Since $f(x)=f(x)$, choosing $(m,n)=(1,1)$ shows that $x\sim x$.

• Symmetricity

Suppose $x\sim y$. Then there exists $(m,n)$ such that $f^m(x)=f^n(y)$. But this implies that $f^n(y)=f^m(x)$ and hence choosing $(n,m)$ shows that $y\sim x$.

• Transitivity

Suppose $x\sim y$. Then there exists $(a,b)$ such that $f^a(x)=f^b(y)$. Now suppose further that $y\sim z$. Then there exists $(c,d)$ such that $f^c(y)=f^d(z)$.

Now let $l=\text{lcm}(b,c)$. Then $\lambda_1b=l=\lambda_2c$ for some $\lambda_1,\lambda_2$ by definition of lcm.
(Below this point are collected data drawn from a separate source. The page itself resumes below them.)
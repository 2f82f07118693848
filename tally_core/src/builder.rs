pub use crate::config::*;

/// A builder for accumulating records before ranking them.
///
/// ```
/// pub use tally_core::builder::Builder;
/// pub use tally_core::{Dimension, VoteFilter, VoteRecord};
///
/// let mut builder = Builder::new(&VoteFilter::EVERYTHING);
/// builder.add(VoteRecord::section(2024, "1", "10", 25).in_neighborhood("Centro"));
/// builder.add(VoteRecord::section(2024, "1", "11", 18).in_neighborhood("Centro"));
/// builder.add(VoteRecord::section(2024, "2", "3", 30).in_neighborhood("Benfica"));
///
/// let zones = builder.rank(Dimension::Zone);
/// assert_eq!(zones[0].key, "1");
/// assert_eq!(zones[0].votes, 43);
/// assert!(builder.try_rank(Dimension::Regional).is_err());
/// ```
pub struct Builder {
    pub(crate) _filter: VoteFilter,
    pub(crate) _records: Vec<VoteRecord>,
}

impl Builder {
    pub fn new(filter: &VoteFilter) -> Builder {
        Builder {
            _filter: filter.clone(),
            _records: Vec::new(),
        }
    }

    /// Adds a record. Records with zero votes are kept: they count as sections
    /// without votes in the indicators.
    pub fn add(&mut self, record: VoteRecord) {
        self._records.push(record);
    }

    pub fn extend<I: IntoIterator<Item = VoteRecord>>(&mut self, records: I) {
        self._records.extend(records);
    }

    /// Ranks the accumulated records with the current filter.
    pub fn rank(&self, dimension: Dimension) -> Vec<RankedEntry> {
        crate::rank_filtered(&self._records, dimension, &self._filter)
    }

    /// Same as [Builder::rank], but fails when the selected records carry no
    /// value for the dimension.
    pub fn try_rank(&self, dimension: Dimension) -> Result<Vec<RankedEntry>, TallyErrors> {
        crate::try_rank(&self._records, dimension, &self._filter)
    }
}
Then we have that $$f^{\lambda_1a}(x)=f^{\lambda_1b}(y)=f^l(y)$$ $$f^l(y)=f^{\lambda_1c}(y)=f^{\lambda_1d}(z)$$

and hence $f^{\lambda_1a}(x)=f^{\lambda_2d}(z)$ and hence choosing $(\lambda_1a,\ \lambda_2d)$, we have that $x\sim z$.

Thus the relation is an equivalence relation.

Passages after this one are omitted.